Thu Jan 28, 2016 3:37PM
The head of World Health Organization (WHO) has voiced alarm over the Zika outbreak around the Americans, saying the virus is “spreading explosively.”
Speaking at a meeting of WHO member states on Thursday in the Swiss city of Geneva, Director-General Margaret Chan said that the UN health agency is deeply concerned over the situation as the level of alarm over the virus has become “extremely high.”
She said the mosquito-borne virus has gone from a “mild threat” to “alarming proportions.”
The WHO chief also called for an emergency meeting on the virus, which is taking hold across South and Central America and the Caribbean, on Monday to determine if the outbreak should be declared an international health emergency.

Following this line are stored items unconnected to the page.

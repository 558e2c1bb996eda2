//! Storage database migrations, embedded at compile time
//!
//! Each entry is `(file name, sql)`; entries are applied in list order.
//! New migrations get a new `NNN_description.sql` file and an entry here.

pub const MIGRATIONS: &[(&str, &str)] = &[
    ("000_migrations.sql", include_str!("000_migrations.sql")),
    ("001_initial_schema.sql", include_str!("001_initial_schema.sql")),
    ("002_filter_cache.sql", include_str!("002_filter_cache.sql")),
];
//! Migration service - applies embedded SQL migrations
//!
//! Each applied migration is recorded in `sys_migrations`, so running the
//! service again only applies what is new. The storage database and the run
//! log database each pass their own migration list.

use anyhow::{Context, Result};
use duckdb::Connection;

use crate::migrations::MIGRATIONS;

/// Name of the migration that creates `sys_migrations` itself
const BOOTSTRAP: &str = "000_migrations.sql";

/// Result of running migrations
#[derive(Debug)]
pub struct MigrationResult {
    /// Names of newly applied migrations
    pub applied: Vec<String>,
    /// Count of migrations that were already applied
    pub already_applied: usize,
}

/// Service for managing database migrations
pub struct MigrationService<'a> {
    conn: &'a Connection,
    migrations: &'static [(&'static str, &'static str)],
}

impl<'a> MigrationService<'a> {
    /// Migrations of the storage database
    pub fn new(conn: &'a Connection) -> Self {
        Self::with_migrations(conn, MIGRATIONS)
    }

    pub fn with_migrations(
        conn: &'a Connection,
        migrations: &'static [(&'static str, &'static str)],
    ) -> Self {
        Self { conn, migrations }
    }

    /// Bootstrap `sys_migrations` if needed, then apply pending migrations in order
    pub fn run_pending(&self) -> Result<MigrationResult> {
        let mut newly_applied = Vec::new();

        if !self.migrations_table_exists()? {
            if let Some((name, sql)) = self.migrations.iter().find(|(n, _)| *n == BOOTSTRAP) {
                self.apply(name, sql)?;
                newly_applied.push(name.to_string());
            }
        }

        let applied = self.get_applied()?;
        let already_applied = applied.len() - newly_applied.len();

        for (name, sql) in self.migrations.iter() {
            if !applied.iter().any(|a| a == name) {
                self.apply(name, sql)?;
                newly_applied.push(name.to_string());
            }
        }

        Ok(MigrationResult {
            applied: newly_applied,
            already_applied,
        })
    }

    fn apply(&self, name: &str, sql: &str) -> Result<()> {
        self.conn
            .execute_batch(sql)
            .with_context(|| format!("Migration {} failed", name))?;
        self.conn.execute(
            "INSERT INTO sys_migrations (migration_name) VALUES (?)",
            [name],
        )?;
        Ok(())
    }

    fn migrations_table_exists(&self) -> Result<bool> {
        let count: i64 = self.conn.query_row(
            "SELECT COUNT(*) FROM information_schema.tables WHERE table_name = 'sys_migrations'",
            [],
            |row| row.get(0),
        )?;
        Ok(count > 0)
    }

    /// Names of already applied migrations
    pub fn get_applied(&self) -> Result<Vec<String>> {
        let mut stmt = self
            .conn
            .prepare("SELECT migration_name FROM sys_migrations ORDER BY migration_name")?;
        let names = stmt.query_map([], |row| row.get::<_, String>(0))?;

        let mut result = Vec::new();
        for name in names {
            result.push(name?);
        }
        Ok(result)
    }

    /// Names of migrations not yet applied
    pub fn get_pending(&self) -> Result<Vec<String>> {
        let applied = self.get_applied()?;
        Ok(self
            .migrations
            .iter()
            .filter(|(name, _)| !applied.iter().any(|a| a == name))
            .map(|(name, _)| name.to_string())
            .collect())
    }
}
//! Sale domain models: owner identity and the canonical sale record

use chrono::NaiveDate;
use rust_decimal::Decimal;
use serde::{Deserialize, Serialize};

/// Who owns a sale: rep code, rep name and supervisor name
#[derive(Debug, Clone, PartialEq, Eq, Serialize, Deserialize)]
#[serde(rename_all = "camelCase")]
pub struct Owner {
    pub rep_code: String,
    pub name: String,
    pub supervisor: String,
}

impl Owner {
    pub fn new(
        rep_code: impl Into<String>,
        name: impl Into<String>,
        supervisor: impl Into<String>,
    ) -> Self {
        Self {
            rep_code: rep_code.into(),
            name: name.into(),
            supervisor: supervisor.into(),
        }
    }
}

/// A normalized, ownership-corrected sale row
///
/// Append-only fact; serialized names are the storage column names.
#[derive(Debug, Clone, PartialEq, Serialize, Deserialize)]
pub struct SaleRecord {
    #[serde(rename = "pedido")]
    pub order_id: String,
    #[serde(rename = "nome")]
    pub rep_name: String,
    #[serde(rename = "superv")]
    pub supervisor: String,
    #[serde(rename = "produto")]
    pub product_code: String,
    #[serde(rename = "descricao")]
    pub description: String,
    #[serde(rename = "fornecedor")]
    pub supplier_name: String,
    #[serde(rename = "observacaofor")]
    pub supplier_note: String,
    #[serde(rename = "codfor")]
    pub supplier_code: String,
    #[serde(rename = "codusur")]
    pub rep_code: String,
    #[serde(rename = "codcli")]
    pub client_code: String,
    #[serde(rename = "cliente_nome")]
    pub client_name: String,
    #[serde(rename = "cidade")]
    pub city: String,
    #[serde(rename = "bairro")]
    pub neighborhood: String,
    #[serde(rename = "qtvenda")]
    pub quantity: i64,
    #[serde(rename = "vlvenda")]
    pub gross_amount: Decimal,
    #[serde(rename = "vlbonific")]
    pub bonus_amount: Decimal,
    #[serde(rename = "vldevolucao")]
    pub return_amount: Decimal,
    #[serde(rename = "totpesoliq")]
    pub net_weight: Decimal,
    #[serde(rename = "dtped")]
    pub order_date: Option<NaiveDate>,
    #[serde(rename = "dtsaida")]
    pub ship_date: Option<NaiveDate>,
    #[serde(rename = "posicao")]
    pub status: String,
    #[serde(rename = "filial")]
    pub branch: String,
    #[serde(rename = "codsupervisor")]
    pub supervisor_code: String,
    #[serde(rename = "estoqueunit")]
    pub unit_stock: Decimal,
    /// Quantity expressed in master packs
    #[serde(rename = "qtvenda_embalagem_master")]
    pub master_pack_units: Decimal,
    #[serde(rename = "tipovenda")]
    pub sale_type: String,
}
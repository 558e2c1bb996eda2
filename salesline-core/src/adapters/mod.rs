//! Adapters - concrete `TableSink` implementations

pub mod duckdb;
pub mod jsonl;

pub use self::duckdb::{DuckDbRepository, TableCounts};
pub use self::jsonl::JsonLinesSink;
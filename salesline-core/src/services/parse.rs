//! Extract parsers - delimited text and spreadsheets into raw rows

use std::borrow::Cow;
use std::io::Cursor;
use std::path::Path;

use calamine::{open_workbook_auto_from_rs, Data, Reader};
use encoding_rs::WINDOWS_1252;
use tracing::debug;

use crate::domain::result::{Error, Result};
use crate::domain::row::format_number;
use crate::domain::value::{parse_date, serial_to_date};
use crate::domain::{RawRow, RawValue};

/// File layout, decided from the file name
#[derive(Debug, Clone, Copy, PartialEq, Eq)]
pub enum ExtractFormat {
    Delimited,
    Spreadsheet,
}

impl ExtractFormat {
    pub fn from_file_name(file_name: &str) -> Self {
        let lower = file_name.to_lowercase();
        if lower.ends_with(".csv") || lower.ends_with(".txt") {
            ExtractFormat::Delimited
        } else {
            ExtractFormat::Spreadsheet
        }
    }
}

/// Read and parse an extract from disk
///
/// An absent path is not an error: it yields no rows.
pub async fn read_extract(path: Option<&Path>) -> Result<Vec<RawRow>> {
    let Some(path) = path else {
        return Ok(Vec::new());
    };
    let file_name = path
        .file_name()
        .map(|n| n.to_string_lossy().into_owned())
        .unwrap_or_else(|| path.display().to_string());

    let bytes = tokio::fs::read(path)
        .await
        .map_err(|e| Error::read(&file_name, e.to_string()))?;

    let rows = parse_extract(&bytes, &file_name)?;
    debug!(file = %file_name, rows = rows.len(), "parsed extract");
    Ok(rows)
}

/// Parse extract bytes; the file name selects the format and labels errors
pub fn parse_extract(bytes: &[u8], file_name: &str) -> Result<Vec<RawRow>> {
    match ExtractFormat::from_file_name(file_name) {
        ExtractFormat::Delimited => parse_delimited(bytes, file_name),
        ExtractFormat::Spreadsheet => parse_spreadsheet(bytes, file_name),
    }
}

/// Strict UTF-8, falling back to windows-1252 (the web's Latin-1)
fn decode_text(bytes: &[u8]) -> Cow<'_, str> {
    match std::str::from_utf8(bytes) {
        Ok(text) => Cow::Borrowed(text),
        Err(_) => WINDOWS_1252.decode_without_bom_handling(bytes).0,
    }
}

fn clean_header(raw: &str) -> String {
    raw.replace('"', "")
        .trim()
        .trim_start_matches('\u{feff}')
        .trim()
        .to_string()
}

/// Parse delimited text
///
/// One record per non-blank line: quotes are stripped from values, never
/// interpreted, so a stray `"` cannot swallow the lines after it. The
/// delimiter is `;` when the header line has one and `,` otherwise. Empty and
/// missing trailing values become null.
pub fn parse_delimited(bytes: &[u8], file_name: &str) -> Result<Vec<RawRow>> {
    let text = decode_text(bytes);
    let lines: Vec<&str> = text
        .split('\n')
        .map(|line| line.strip_suffix('\r').unwrap_or(line))
        .filter(|line| !line.trim().is_empty())
        .collect();

    let Some(header_line) = lines.first() else {
        return Ok(Vec::new());
    };
    let delimiter = if header_line.contains(';') { b';' } else { b',' };
    let body = lines.join("\n");

    let mut reader = csv::ReaderBuilder::new()
        .delimiter(delimiter)
        .quoting(false)
        .has_headers(true)
        .flexible(true)
        .from_reader(body.as_bytes());

    let headers: Vec<String> = reader
        .headers()
        .map_err(|e| Error::parse(file_name, e.to_string()))?
        .iter()
        .map(clean_header)
        .collect();

    let mut rows = Vec::new();
    for record in reader.records() {
        let record = record.map_err(|e| Error::parse(file_name, e.to_string()))?;
        let row: RawRow = headers
            .iter()
            .enumerate()
            .map(|(index, header)| {
                let value = match record.get(index).map(|v| v.replace('"', "")) {
                    Some(v) if !v.is_empty() => RawValue::Text(v),
                    _ => RawValue::Null,
                };
                (header.clone(), value)
            })
            .collect();
        rows.push(row);
    }
    Ok(rows)
}

fn cell_value(cell: &Data) -> RawValue {
    match cell {
        Data::Empty => RawValue::Null,
        Data::String(s) => RawValue::Text(s.clone()),
        Data::Float(f) => RawValue::Text(format_number(*f)),
        Data::Int(i) => RawValue::Text(i.to_string()),
        Data::DateTime(dt) => serial_to_date(dt.as_f64())
            .map(RawValue::Date)
            .unwrap_or(RawValue::Null),
        Data::DateTimeIso(s) => parse_date(&RawValue::Text(s.clone()))
            .map(RawValue::Date)
            .unwrap_or_else(|| RawValue::Text(s.clone())),
        other => RawValue::Text(other.to_string()),
    }
}

/// Parse the first sheet of a workbook (xlsx, xls, xlsb or ods)
///
/// The first row holds the headers; columns without a header and rows without
/// any value are skipped. Date cells stay dates, everything else is text.
pub fn parse_spreadsheet(bytes: &[u8], file_name: &str) -> Result<Vec<RawRow>> {
    let mut workbook = open_workbook_auto_from_rs(Cursor::new(bytes.to_vec()))
        .map_err(|e| Error::parse(file_name, e.to_string()))?;

    let Some(sheet_name) = workbook.sheet_names().first().cloned() else {
        return Err(Error::parse(file_name, "workbook has no sheets"));
    };
    let range = workbook
        .worksheet_range(&sheet_name)
        .map_err(|e| Error::parse(file_name, e.to_string()))?;

    let mut sheet_rows = range.rows();
    let Some(header_cells) = sheet_rows.next() else {
        return Ok(Vec::new());
    };
    let headers: Vec<String> = header_cells
        .iter()
        .map(|cell| match cell {
            Data::Empty => String::new(),
            other => clean_header(&other.to_string()),
        })
        .collect();

    let mut rows = Vec::new();
    for cells in sheet_rows {
        let mut row = RawRow::new();
        for (header, cell) in headers.iter().zip(cells) {
            if header.is_empty() {
                continue;
            }
            let value = cell_value(cell);
            if !value.is_null() {
                row.insert(header.clone(), value);
            }
        }
        if !row.is_empty() {
            rows.push(row);
        }
    }
    Ok(rows)
}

Meanwhile, WHO Assistant Director Bruce Aylward has emphasized the importance of coordination among the member state to prevent viruses from spreading.
“This is an important consideration of the director-general in calling (the meeting) is to ensure that there are no inappropriate measures taken by member states in terms of travel or trade. That is a major consideration of the director-general,” Aylward said on Thursday.
The Zika virus is suspected to cause serious birth defects. It is linked to microcephaly disease, in which babies born to women infected during pregnancy have abnormally small heads.
Elsewhere in her remarks, the WHO chief said the relationship between Zika and birth defects has not yet been fully established but is “strongly suspected.”
There is no sure prevention or treatment for the disease and affected countries are reportedly doing their best to eliminate the breeding grounds for Aedes aegypti mosquitoes, which bite all day long.
Cases of Zika virus have so far been reported in nearly two dozen countries.
Brazil has been the country hardest hit by the outbreak. There is currently no specific treatment for the virus and no way to prevent it other than avoiding mosquito bites.
US media reports say at least five people in the New York area have also been diagnosed with the virus.
There is no sure prevention or treatment for the disease and affected countries are reportedly doing their best to eliminate the breeding grounds for mosquitoes.
At this point, no specific travel advisory has been issued by the WHO, but national centers could issue travel advice to their own citizens, based on the evidence they have.
Zika virus was first isolated from a monkey in Zika Forest, Uganda, in 1947.
In Brazil, three people were reported dead due to the Zika virus in November 2015.